Stored data entries —
%%
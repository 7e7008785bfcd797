use crate::error::Result;
use crate::request::RecommendRequest;
use crate::types::Item;

/// Anything that can turn one request into a ranked, explained item list.
///
/// Implementations must be deterministic: the same request yields the same
/// list in the same order.
pub trait Recommender: Send + Sync {
    fn recommend(&self, request: &RecommendRequest) -> Result<Vec<Item>>;
}
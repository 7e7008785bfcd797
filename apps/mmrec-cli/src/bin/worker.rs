use std::env;
use std::io;

use mmrec_rank::Worker;
use tracing::info;

/// Reads one JSON request per line on stdin and answers each on stdout.
/// Optional first argument: directory holding the config files.
fn main() -> anyhow::Result<()> {
    mmrec_cli::init_logging();
    let config_dir = env::args().nth(1);
    let worker = Worker::new(mmrec_cli::load_engine(config_dir.as_deref())?);
    info!(config_dir = config_dir.as_deref().unwrap_or("."), "worker ready");

    let handled = mmrec_cli::serve(&worker, io::stdin().lock(), io::stdout().lock())?;
    info!(handled, "input closed");
    Ok(())
}
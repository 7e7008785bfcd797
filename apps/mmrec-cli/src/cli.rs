use clap::{Args, Parser, Subcommand};

#[derive(Parser, Debug)]
#[command(name = "mmrec", about = "Content-based product recommendations with diversity re-ranking")]
pub struct Cli {
    /// Directory holding config.toml and config.<env>.toml [default: working directory].
    #[arg(long, global = true)]
    pub config_dir: Option<String>,

    #[command(subcommand)]
    pub command: Command,
}

#[derive(Subcommand, Debug)]
pub enum Command {
    /// Recommend items for one request, read from a file or built from flags.
    Recommend(RecommendArgs),
}

#[derive(Args, Debug, Default)]
pub struct RecommendArgs {
    /// Complete request message (JSON). Other request flags are ignored.
    #[arg(long, conflicts_with = "catalog")]
    pub request: Option<String>,

    /// JSON array of products. Defaults to `data.catalog` from the config.
    #[arg(long)]
    pub catalog: Option<String>,

    /// Index of a liked product; repeat for several.
    #[arg(long = "seed")]
    pub seeds: Vec<i64>,

    #[arg(long)]
    pub topk: Option<f64>,

    /// 1.0 ranks by relevance only, lower values favour variety.
    #[arg(long)]
    pub lambda: Option<f64>,

    #[arg(long)]
    pub budget: Option<f64>,

    #[arg(long = "category")]
    pub categories: Vec<String>,

    #[arg(long = "brand")]
    pub brands: Vec<String>,

    #[arg(long, default_value_t = 0.0)]
    pub min_price: f64,

    #[arg(long, default_value_t = 0.0)]
    pub max_price: f64,

    #[arg(long, default_value_t = 0.0)]
    pub brand_boost: f64,

    #[arg(long)]
    pub pretty: bool,
}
%%
Go through the records and pull out each line that includes the word "stdout".

/// Reads one JSON request per line on stdin and answers each on stdout.
    let handled = mmrec_cli::serve(&worker, io::stdin().lock(), io::stdout().lock())?;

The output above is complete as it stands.